Problem requirements:
Below is a block of records; repeat each one exactly.

-------

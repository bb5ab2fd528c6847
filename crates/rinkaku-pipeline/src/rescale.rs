//! Conversion of floating-point filter intermediates to displayable
//! 8-bit rasters.
//!
//! Gradient and Laplacian responses are signed and unbounded, so they
//! are carried at f32 precision and only collapsed to `u8` at the end
//! of each filter: either saturating on the true magnitude
//! ([`abs_saturate`]) or rescaling the observed range ([`min_max_normalize`]).

use image::GrayImage;

use crate::types::GrayImageF32;

/// Lift an 8-bit raster to floating point ahead of gradient filtering.
#[must_use = "returns the floating-point image"]
pub fn to_f32(image: &GrayImage) -> GrayImageF32 {
    GrayImageF32::from_fn(image.width(), image.height(), |x, y| {
        image::Luma([f32::from(image.get_pixel(x, y).0[0])])
    })
}

/// Round a floating-point sample into the displayable 8-bit range.
#[must_use]
#[allow(clippy::cast_possible_truncation, clippy::cast_sign_loss)]
pub fn saturate_u8(value: f32) -> u8 {
    value.round().clamp(0.0, 255.0) as u8
}

/// Absolute value with saturating 8-bit conversion.
///
/// Strong responses pin at 255 rather than rescaling the range, so the
/// output reflects true gradient magnitude up to the display ceiling.
#[must_use = "returns the converted image"]
pub fn abs_saturate(image: &GrayImageF32) -> GrayImage {
    GrayImage::from_fn(image.width(), image.height(), |x, y| {
        image::Luma([saturate_u8(image.get_pixel(x, y).0[0].abs())])
    })
}

/// Linearly rescale the full value range present in `image` to [0,255].
///
/// A flat raster (max == min) has no range to stretch; the output is
/// defined as all-zero instead of dividing by zero.
#[must_use = "returns the normalized image"]
pub fn min_max_normalize(image: &GrayImageF32) -> GrayImage {
    let mut min = f32::INFINITY;
    let mut max = f32::NEG_INFINITY;
    for pixel in image.pixels() {
        let v = pixel.0[0];
        min = min.min(v);
        max = max.max(v);
    }

    let range = max - min;
    if range <= 0.0 {
        return GrayImage::new(image.width(), image.height());
    }

    GrayImage::from_fn(image.width(), image.height(), |x, y| {
        let v = image.get_pixel(x, y).0[0];
        image::Luma([saturate_u8((v - min) * 255.0 / range)])
    })
}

-------

Answer to this task:
repository bb5ab2fd528c6847
filename crates/rinkaku-pipeline/src/rescale.rs
//! Conversion of floating-point filter intermediates to displayable
//! 8-bit rasters.
//!
//! Gradient and Laplacian responses are signed and unbounded, so they
//! are carried at f32 precision and only collapsed to `u8` at the end
//! of each filter: either saturating on the true magnitude
//! ([`abs_saturate`]) or rescaling the observed range ([`min_max_normalize`]).

use image::GrayImage;

use crate::types::GrayImageF32;

/// Lift an 8-bit raster to floating point ahead of gradient filtering.
#[must_use = "returns the floating-point image"]
pub fn to_f32(image: &GrayImage) -> GrayImageF32 {
    GrayImageF32::from_fn(image.width(), image.height(), |x, y| {
        image::Luma([f32::from(image.get_pixel(x, y).0[0])])
    })
}

/// Round a floating-point sample into the displayable 8-bit range.
#[must_use]
#[allow(clippy::cast_possible_truncation, clippy::cast_sign_loss)]
pub fn saturate_u8(value: f32) -> u8 {
    value.round().clamp(0.0, 255.0) as u8
}

/// Absolute value with saturating 8-bit conversion.
///
/// Strong responses pin at 255 rather than rescaling the range, so the
/// output reflects true gradient magnitude up to the display ceiling.
#[must_use = "returns the converted image"]
pub fn abs_saturate(image: &GrayImageF32) -> GrayImage {
    GrayImage::from_fn(image.width(), image.height(), |x, y| {
        image::Luma([saturate_u8(image.get_pixel(x, y).0[0].abs())])
    })
}

/// Linearly rescale the full value range present in `image` to [0,255].
///
/// A flat raster (max == min) has no range to stretch; the output is
/// defined as all-zero instead of dividing by zero.
#[must_use = "returns the normalized image"]
pub fn min_max_normalize(image: &GrayImageF32) -> GrayImage {
    let mut min = f32::INFINITY;
    let mut max = f32::NEG_INFINITY;
    for pixel in image.pixels() {
        let v = pixel.0[0];
        min = min.min(v);
        max = max.max(v);
    }

    let range = max - min;
    if range <= 0.0 {
        return GrayImage::new(image.width(), image.height());
    }

    GrayImage::from_fn(image.width(), image.height(), |x, y| {
        let v = image.get_pixel(x, y).0[0];
        image::Luma([saturate_u8((v - min) * 255.0 / range)])
    })
}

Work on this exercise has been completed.